May I introduce this little guy? Called NanoPI NEO 2, equipped with Gigabit Ethernet, 4 USB2 ports that have not to share bandwidth, idling below 1W, smaller than a Raspberry Pi but at the same time way more performant as a NAS:
You get some OMV performance numbers here: http://www.cnx-software.com/20…ion-setup-and-benchmarks/ (so approximately 3.5 times faster than a Raspberry Pi and at 40 percent of what a really performant Gigabit Ethernet NAS will deliver).
Why do I mention this device? Since
- cheap ($16 with GPIO headers already soldered)
- energy efficient
- somewhat decent NAS performance
- Hardware vendor that cares about details and came up with own OMV images that do not suck
- useable for other tasks at the same time (think about home automation, GPIO stuff, low performance server and so on)
I've to admit that I'm doing storage for a living and the usual NAS/RAID gear we use has PSUs with +1000W ratings. Somewhat annoying so we started to explore energy efficient NAS setups based on MIPS and ARM few years ago (and ended up with ARM only). In the past almost all low cost ARM boards suffered from really horrible software support (shitty outdated kernels combined with brain-dead settings leading to underwhelming NAS performance) so community projects like Bananian or Armbian had to fill the gap. In the meantime Armbian's fully automated build system can also be used to generate OMV images for supported ARM devices from scratch.
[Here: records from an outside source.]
//! HTTP adapter for the remote module service.
//!
//! Endpoint paths and payload shapes follow the server's v1 API. Responses
//! are read as text first so failure reasons can quote the body.

use std::path::Path;
use std::time::Duration;

use async_trait::async_trait;
use reqwest::multipart;
use url::Url;

use crate::error::ServiceError;

use super::schema::{AuthRequest, AuthResponse, InstallRequest, InstallResponse, ModuleMetadata};
use super::ModuleService;

const AUTHENTICATE_PATH: &str = "/api/v1/authenticate";
const UPLOAD_PATH: &str = "/api/v1/modules/upload";
const INSTALL_PATH: &str = "/api/v1/modules/install?install=true";
const INSTALLED_PATH: &str = "/api/v1/modules/installed";

const ARCHIVE_CONTENT_TYPE: &str = "application/java-archive";
const REQUEST_TIMEOUT: Duration = Duration::from_secs(120);

/// Log in and obtain the bearer token consumed by every other call.
///
/// Any failure here is fatal to the run, so every error path maps to
/// [`ServiceError::Authentication`].
pub async fn authenticate(
    base_url: &Url,
    username: &str,
    password: &str,
) -> Result<String, ServiceError> {
    let url = join(base_url, AUTHENTICATE_PATH)
        .map_err(|reason| ServiceError::Authentication { reason })?;

    let http = build_http().map_err(|reason| ServiceError::Authentication { reason })?;
    let response = http
        .post(url)
        .json(&AuthRequest {
            username,
            password,
            remember_me: true,
        })
        .send()
        .await
        .map_err(|e| ServiceError::Authentication {
            reason: e.to_string(),
        })?;

    let status = response.status();
    if !status.is_success() {
        let body = response.text().await.unwrap_or_default();
        return Err(ServiceError::Authentication {
            reason: format!("server answered {status}: {body}"),
        });
    }

    let reply: AuthResponse = response
        .json()
        .await
        .map_err(|e| ServiceError::Authentication {
            reason: format!("unreadable authentication reply: {e}"),
        })?;

    reply.into_token().ok_or_else(|| ServiceError::Authentication {
        reason: "authentication reply carried no token".to_string(),
    })
}

/// The production [`ModuleService`] backed by the server's HTTP API.
pub struct HttpModuleService {
    http: reqwest::Client,
    base_url: Url,
    token: String,
}

impl HttpModuleService {
    /// Build a client around an already obtained bearer token.
    pub fn new(base_url: Url, token: String) -> Result<Self, ServiceError> {
        let http = build_http().map_err(|reason| ServiceError::Protocol { reason })?;
        Ok(Self {
            http,
            base_url,
            token,
        })
    }

    /// Authenticate and build the client in one step.
    pub async fn login(
        base_url: Url,
        username: &str,
        password: &str,
    ) -> Result<Self, ServiceError> {
        let token = authenticate(&base_url, username, password).await?;
        Self::new(base_url, token)
    }

    fn endpoint(&self, path: &str) -> Result<Url, ServiceError> {
        join(&self.base_url, path).map_err(|reason| ServiceError::Protocol { reason })
    }
}

#[async_trait]
impl ModuleService for HttpModuleService {
    async fn upload(&self, artifact: &Path) -> Result<ModuleMetadata, ServiceError> {
        let bytes = tokio::fs::read(artifact)
            .await
            .map_err(|e| ServiceError::Transport {
                reason: format!("failed to read {}: {e}", artifact.display()),
            })?;
        let file_name = artifact
            .file_name()
            .and_then(|n| n.to_str())
            .unwrap_or("module.jar")
            .to_string();

        let part = multipart::Part::bytes(bytes)
            .file_name(file_name)
            .mime_str(ARCHIVE_CONTENT_TYPE)
            .map_err(|e| ServiceError::Protocol {
                reason: e.to_string(),
            })?;
        let form = multipart::Form::new().part("file", part);

        let response = self
            .http
            .post(self.endpoint(UPLOAD_PATH)?)
            .bearer_auth(&self.token)
            .multipart(form)
            .send()
            .await
            .map_err(transport)?;

        let status = response.status();
        let body = response.text().await.map_err(transport)?;
        if !status.is_success() {
            return Err(ServiceError::Transport {
                reason: format!("upload failed ({status}): {body}"),
            });
        }

        tracing::debug!(artifact = %artifact.display(), "upload accepted");
        serde_json::from_str(&body).map_err(|e| ServiceError::Protocol {
            reason: format!("failed to parse upload reply: {e}"),
        })
    }

    async fn install(&self, request: &InstallRequest) -> Result<InstallResponse, ServiceError> {
        let response = self
            .http
            .post(self.endpoint(INSTALL_PATH)?)
            .bearer_auth(&self.token)
            .json(request)
            .send()
            .await
            .map_err(transport)?;

        let status = response.status();
        let body = response.text().await.map_err(transport)?;
        if !status.is_success() {
            // Install rejections usually arrive as a regular install reply;
            // hand that reply back so the caller can read its message.
            if let Ok(reply) = serde_json::from_str::<InstallResponse>(&body) {
                tracing::debug!(%status, name = %request.name, "install rejected");
                return Ok(reply);
            }
            return Err(ServiceError::Transport {
                reason: format!("install failed ({status}): {body}"),
            });
        }

        serde_json::from_str(&body).map_err(|e| ServiceError::Protocol {
            reason: format!("failed to parse install reply: {e}"),
        })
    }

    async fn installed(&self) -> Result<Vec<ModuleMetadata>, ServiceError> {
        let response = self
            .http
            .get(self.endpoint(INSTALLED_PATH)?)
            .bearer_auth(&self.token)
            .send()
            .await
            .map_err(transport)?;

        let status = response.status();
        if !status.is_success() {
            let body = response.text().await.unwrap_or_default();
            return Err(ServiceError::Transport {
                reason: format!("installed list failed ({status}): {body}"),
            });
        }

        response.json().await.map_err(|e| ServiceError::Protocol {
            reason: format!("failed to parse installed list: {e}"),
        })
    }
}

fn build_http() -> Result<reqwest::Client, String> {
    reqwest::Client::builder()
        .user_agent("gantry")
        .timeout(REQUEST_TIMEOUT)
        .build()
        .map_err(|e| e.to_string())
}

fn join(base: &Url, path: &str) -> Result<Url, String> {
    base.join(path)
        .map_err(|e| format!("invalid endpoint {path} against {base}: {e}"))
}

fn transport(e: reqwest::Error) -> ServiceError {
    ServiceError::Transport {
        reason: e.to_string(),
    }
}
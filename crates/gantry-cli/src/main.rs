//! Gantry - LAMISplus module installer
//!
//! Usage:
//!   gantry install --all      # Install every module in the dependency table
//!   gantry install hiv ndr    # Install the named modules only
//!   gantry retry              # Re-drive whatever the server is missing
//!   gantry status             # Reconcile against the server and show the grid

use std::path::PathBuf;
use std::sync::Arc;

use anyhow::Result;
use clap::{Parser, Subcommand, ValueEnum};
use console::style;
use dialoguer::{Input, Password, theme::ColorfulTheme};
use tokio_util::sync::CancellationToken;
use tracing_subscriber::{layer::SubscriberExt, util::SubscriberInitExt};
use url::Url;

use gantry_core::client::{HttpModuleService, authenticate};
use gantry_core::config::{CONFIG_FILE_NAME, GantryConfig};
use gantry_core::discovery::scan_modules_dir;
use gantry_core::orchestrator::{InstallOrchestrator, OrchestratorOptions, PassSummary};
use gantry_core::tracker::{ModuleRecord, ModuleStatus, StatusTracker};

#[derive(Parser)]
#[command(name = "gantry")]
#[command(about = "LAMISplus module installer", long_about = None)]
struct Cli {
    /// Path to a gantry.toml profile
    #[arg(long, global = true)]
    config: Option<PathBuf>,

    /// Module server base URL (overrides the profile)
    #[arg(long, global = true)]
    server: Option<Url>,

    /// Login name (overrides the profile)
    #[arg(long, global = true)]
    username: Option<String>,

    /// Folder scanned for module archives (overrides the profile)
    #[arg(long, global = true)]
    modules_dir: Option<PathBuf>,

    /// Trust install replies without polling the installed list
    #[arg(long, global = true)]
    no_confirm: bool,

    #[command(subcommand)]
    command: Commands,
}

#[derive(Subcommand)]
enum Commands {
    /// Upload and install modules on the server
    Install {
        /// Install every module in the dependency table, in declaration order
        #[arg(short, long, conflicts_with = "keys")]
        all: bool,

        /// Module names to install, dependency checks waived
        #[arg(required_unless_present = "all")]
        keys: Vec<String>,

        /// Output format
        #[arg(short, long, default_value = "table")]
        format: OutputFormat,
    },

    /// Re-attempt every module the server does not report as installed
    Retry {
        /// Output format
        #[arg(short, long, default_value = "table")]
        format: OutputFormat,
    },

    /// Show per-module status against the server
    Status {
        /// Output format
        #[arg(short, long, default_value = "table")]
        format: OutputFormat,
    },
}

#[derive(Clone, Copy, ValueEnum, Default)]
enum OutputFormat {
    /// Human-readable table
    #[default]
    Table,
    /// Machine-readable JSON
    Json,
    /// Only report failures (non-zero exit if any)
    Quiet,
}

#[tokio::main]
async fn main() -> Result<()> {
    // Initialize tracing
    tracing_subscriber::registry()
        .with(
            tracing_subscriber::EnvFilter::try_from_default_env()
                .unwrap_or_else(|_| "gantry=debug,info".into()),
        )
        .with(tracing_subscriber::fmt::layer())
        .init();

    let cli = Cli::parse();
    run(cli).await
}

async fn run(cli: Cli) -> Result<()> {
    // Profile: explicit file, discovered file, or flags alone
    let mut config = match GantryConfig::find(cli.config.as_deref())? {
        Some(config) => config,
        None => {
            let Some(server) = cli.server.clone() else {
                anyhow::bail!("no {CONFIG_FILE_NAME} found; pass --config <path> or --server <url>");
            };
            GantryConfig::new(server)
        }
    };
    if let Some(server) = cli.server {
        config.server_url = server;
    }
    if let Some(username) = cli.username {
        config.username = Some(username);
    }
    if let Some(dir) = cli.modules_dir {
        config.modules_dir = dir;
    }
    if cli.no_confirm {
        config.confirm_install = false;
    }

    let graph = config.graph()?;
    let records = scan_modules_dir(&config.modules_dir)?;

    // Credentials not in the profile are prompted for
    let username = match config.username.clone() {
        Some(name) => name,
        None => Input::with_theme(&ColorfulTheme::default())
            .with_prompt("Username")
            .interact_text()?,
    };
    let password = match config.password.clone() {
        Some(secret) => secret,
        None => Password::with_theme(&ColorfulTheme::default())
            .with_prompt(format!("Password for {username}"))
            .interact()?,
    };

    tracing::info!("Authenticating as {} against {}", username, config.server_url);
    let token = authenticate(&config.server_url, &username, &password).await?;
    let service = HttpModuleService::new(config.server_url.clone(), token)?;

    let options = OrchestratorOptions {
        confirm_install: config.confirm_install,
        confirm_timeout: config.confirm_timeout(),
        poll_interval: config.poll_interval(),
    };
    let cancel = CancellationToken::new();
    let mut orchestrator =
        InstallOrchestrator::new(Arc::new(service), graph, StatusTracker::new(records))
            .with_options(options)
            .with_cancellation(cancel.clone());

    tokio::spawn(watch_ctrl_c(cancel));

    let (summary, format) = match cli.command {
        Commands::Install { all, keys, format } => {
            let summary = if all {
                orchestrator.install_all().await
            } else {
                orchestrator.install_selected(&keys).await
            };
            (Some(summary), format)
        }
        Commands::Retry { format } => (retry_missing(&mut orchestrator).await, format),
        Commands::Status { format } => {
            orchestrator.reconcile().await;
            (None, format)
        }
    };

    match format {
        OutputFormat::Table => print_table(orchestrator.tracker(), summary.as_ref()),
        OutputFormat::Json => print_json(orchestrator.tracker(), summary.as_ref())?,
        OutputFormat::Quiet => {
            if let Some(summary) = &summary {
                if summary.failed > 0 {
                    println!("{} modules failed", summary.failed);
                }
            }
        }
    }

    if summary.is_some_and(|summary| summary.has_failures()) {
        std::process::exit(1);
    }
    Ok(())
}

/// Cancel the pass on Ctrl+C; takes effect between modules.
async fn watch_ctrl_c(cancel: CancellationToken) {
    if tokio::signal::ctrl_c().await.is_ok() {
        tracing::info!("Interrupt received, stopping after the current module");
        cancel.cancel();
    }
}

/// Tracker state does not persist across runs, so replay judges against the
/// server instead: reconcile first, then re-drive whatever it lacks.
async fn retry_missing(orchestrator: &mut InstallOrchestrator) -> Option<PassSummary> {
    orchestrator.reconcile().await;
    let missing: Vec<String> = orchestrator
        .tracker()
        .records()
        .iter()
        .filter(|record| record.status != ModuleStatus::Installed)
        .map(|record| record.name.clone())
        .collect();
    if missing.is_empty() {
        println!("Nothing to retry; the server reports every module installed.");
        return None;
    }
    Some(orchestrator.install_selected(&missing).await)
}

fn print_table(tracker: &StatusTracker, summary: Option<&PassSummary>) {
    let records = tracker.records();
    if records.is_empty() {
        println!("No module archives found.");
        println!("Point --modules-dir at a folder of .jar files to get started.");
        return;
    }

    println!("  {:<22} {:<14} {:<16} Status", "Module", "Local", "Installed");
    println!("  {}", "-".repeat(70));

    for record in records {
        println!(
            "  {:<22} {:<14} {:<16} {}",
            truncate(&record.name, 22),
            truncate(&record.local_version, 14),
            truncate(&record.installed_version, 16),
            status_cell(record),
        );
    }
    println!();

    if !tracker.log_lines().is_empty() {
        println!("Activity:");
        for line in tracker.log_lines() {
            println!("  {line}");
        }
        println!();
    }

    if let Some(summary) = summary {
        let percent = tracker.progress().percent;
        println!(
            "Summary: {} installed, {} failed, {} skipped, {} without artifacts ({percent}%)",
            summary.installed, summary.failed, summary.skipped, summary.missing
        );
    }
}

fn print_json(tracker: &StatusTracker, summary: Option<&PassSummary>) -> Result<()> {
    let output = serde_json::json!({
        "modules": tracker.records(),
        "progress": tracker.progress(),
        "summary": summary,
        "log": tracker.log_lines(),
    });
    println!("{}", serde_json::to_string_pretty(&output)?);
    Ok(())
}

fn status_cell(record: &ModuleRecord) -> String {
    let status = match record.status {
        ModuleStatus::Pending => style("Pending").dim(),
        ModuleStatus::Installing => style("Installing").cyan(),
        ModuleStatus::Installed => style("Installed").green(),
        ModuleStatus::Failed => style("Failed").red(),
        ModuleStatus::Skipped => style("Skipped").yellow(),
    };
    match &record.failure {
        Some(reason) => format!("{} ({})", status, truncate(reason, 40)),
        None => status.to_string(),
    }
}

fn truncate(s: &str, max_len: usize) -> String {
    if s.len() <= max_len {
        s.to_string()
    } else {
        // Failure reasons quote raw server bytes; never cut inside a char.
        let mut cut = max_len - 3;
        while !s.is_char_boundary(cut) {
            cut -= 1;
        }
        format!("{}...", &s[..cut])
    }
}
But AFAIK it's the first time that an ARM dev board vendor is committed to support his own hardware with a decent kernel version, good settings and an own OMV image. And since this NEO 2 is both inexpensive and somewhat performant IMO it's really worth a look to build a NAS based on this small device if performance requirements allow it.
BTW: In the first link above there's a '1-bay NAS Dock v1.2' mentioned. This thing is a nice way to combine NEO 2 with a 2.5" disk but I personally prefer the ability to use a 3.5" HDD also with this PCB. Please be aware that the NAS PCB that is currently listed in their online store is the wrong one (that's PCB rev 1.0 using a worse USB-to-SATA bridge and also not exposing at least I2C unlike the PCB 1.2 rev).